use dif3d::geometry::Addressing;
use dif3d::input::InputWriter;
use dif3d::model::{Core, Symmetry};
use dif3d::options::{SolutionType, SolverOptions, SpatialApproximation};
use dif3d::utils::f;
use dif3d::ErrorKind;

use rstest::rstest;

const CORE: &str = "./data/core-third.json";

fn render(core: &Core, options: &SolverOptions) -> String {
    let addressing = Addressing::new(core, options).unwrap();
    InputWriter::new(core, options, &addressing)
        .keff_guess(1.0083)
        .render()
        .unwrap()
}

/// Lines of a single `UNFORM=` block
fn block<'a>(input: &'a str, name: &str) -> Vec<&'a str> {
    input
        .lines()
        .skip_while(|l| *l != f!("UNFORM={name}"))
        .skip(1)
        .take_while(|l| !l.starts_with("UNFORM="))
        .collect()
}

#[test]
fn rendering_is_deterministic() {
    let core = Core::from_file(CORE).unwrap();
    let options = SolverOptions::default();
    assert_eq!(render(&core, &options), render(&core, &options));
}

#[test]
fn third_core_cardinality() {
    let core = Core::from_file(CORE).unwrap();
    assert_eq!(core.symmetry, Symmetry::ThirdPeriodic);

    // 19 assemblies in 3 rings, (19 - 1) / 3 + 1 modeled
    let addressing = Addressing::new(&core, &SolverOptions::default()).unwrap();
    assert_eq!(core.assemblies.len(), 19);
    assert_eq!(addressing.uniform.columns.len(), 7);
    assert_eq!(addressing.regions.len(), 7 * 5);
    assert!(addressing.regions.labels().contains(&"A3002E".to_string()));
}

#[test]
fn region_cards() {
    let core = Core::from_file(CORE).unwrap();
    let input = render(&core, &SolverOptions::default());
    let nip3 = block(&input, "A.NIP3");

    assert_eq!(nip3.iter().filter(|l| l.starts_with("30    ")).count(), 35);
    assert_eq!(nip3.iter().filter(|l| l.starts_with("09    ")).count(), 5);
    assert!(nip3.contains(&"03       126"));
}

#[rstest]
#[case(SpatialApproximation::Nodal, true)]
#[case(SpatialApproximation::FiniteDifference, false)]
fn nodal_card(#[case] approximation: SpatialApproximation, #[case] has_card: bool) {
    let core = Core::from_file(CORE).unwrap();
    let options = SolverOptions {
        approximation,
        ..Default::default()
    };
    let input = render(&core, &options);
    let dif3d = block(&input, "A.DIF3D");
    assert_eq!(dif3d.iter().any(|l| l.starts_with("10    ")), has_card);
}

#[rstest]
#[case(SolutionType::Real, true)]
#[case(SolutionType::Adjoint, false)]
#[case(SolutionType::RealAndAdjoint, true)]
fn summary_block(#[case] solution: SolutionType, #[case] has_block: bool) {
    let core = Core::from_file(CORE).unwrap();
    let options = SolverOptions {
        solution,
        ..Default::default()
    };
    let input = render(&core, &options);
    assert_eq!(input.contains("UNFORM=A.SUMMAR"), has_block);
}

#[test]
fn misplaced_assembly() {
    let mut core = Core::from_file(CORE).unwrap();
    core.assemblies[1].position = 9;

    let err = Addressing::new(&core, &SolverOptions::default()).unwrap_err();
    assert_eq!(err.kind(), ErrorKind::InvalidGeometry);
    assert!(err.is_pre_execution());
}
----
▶ _WHAT TO PRODUCE_:
Each of the records is to be repeated word for word.

▶ _TASK SOLUTION_:
use dif3d::geometry::Addressing;
use dif3d::input::InputWriter;
use dif3d::model::{Core, Symmetry};
use dif3d::options::{SolutionType, SolverOptions, SpatialApproximation};
use dif3d::utils::f;
use dif3d::ErrorKind;

use rstest::rstest;

const CORE: &str = "./data/core-third.json";

fn render(core: &Core, options: &SolverOptions) -> String {
    let addressing = Addressing::new(core, options).unwrap();
    InputWriter::new(core, options, &addressing)
        .keff_guess(1.0083)
        .render()
        .unwrap()
}

/// Lines of a single `UNFORM=` block
fn block<'a>(input: &'a str, name: &str) -> Vec<&'a str> {
    input
        .lines()
        .skip_while(|l| *l != f!("UNFORM={name}"))
        .skip(1)
        .take_while(|l| !l.starts_with("UNFORM="))
        .collect()
}

#[test]
fn rendering_is_deterministic() {
    let core = Core::from_file(CORE).unwrap();
    let options = SolverOptions::default();
    assert_eq!(render(&core, &options), render(&core, &options));
}

#[test]
fn third_core_cardinality() {
    let core = Core::from_file(CORE).unwrap();
    assert_eq!(core.symmetry, Symmetry::ThirdPeriodic);

    // 19 assemblies in 3 rings, (19 - 1) / 3 + 1 modeled
    let addressing = Addressing::new(&core, &SolverOptions::default()).unwrap();
    assert_eq!(core.assemblies.len(), 19);
    assert_eq!(addressing.uniform.columns.len(), 7);
    assert_eq!(addressing.regions.len(), 7 * 5);
    assert!(addressing.regions.labels().contains(&"A3002E".to_string()));
}

#[test]
fn region_cards() {
    let core = Core::from_file(CORE).unwrap();
    let input = render(&core, &SolverOptions::default());
    let nip3 = block(&input, "A.NIP3");

    assert_eq!(nip3.iter().filter(|l| l.starts_with("30    ")).count(), 35);
    assert_eq!(nip3.iter().filter(|l| l.starts_with("09    ")).count(), 5);
    assert!(nip3.contains(&"03       126"));
}

#[rstest]
#[case(SpatialApproximation::Nodal, true)]
#[case(SpatialApproximation::FiniteDifference, false)]
fn nodal_card(#[case] approximation: SpatialApproximation, #[case] has_card: bool) {
    let core = Core::from_file(CORE).unwrap();
    let options = SolverOptions {
        approximation,
        ..Default::default()
    };
    let input = render(&core, &options);
    let dif3d = block(&input, "A.DIF3D");
    assert_eq!(dif3d.iter().any(|l| l.starts_with("10    ")), has_card);
}

#[rstest]
#[case(SolutionType::Real, true)]
#[case(SolutionType::Adjoint, false)]
#[case(SolutionType::RealAndAdjoint, true)]
fn summary_block(#[case] solution: SolutionType, #[case] has_block: bool) {
    let core = Core::from_file(CORE).unwrap();
    let options = SolverOptions {
        solution,
        ..Default::default()
    };
    let input = render(&core, &options);
    assert_eq!(input.contains("UNFORM=A.SUMMAR"), has_block);
}

#[test]
fn misplaced_assembly() {
    let mut core = Core::from_file(CORE).unwrap();
    core.assemblies[1].position = 9;

    let err = Addressing::new(&core, &SolverOptions::default()).unwrap_err();
    assert_eq!(err.kind(), ErrorKind::InvalidGeometry);
    assert!(err.is_pre_execution());
}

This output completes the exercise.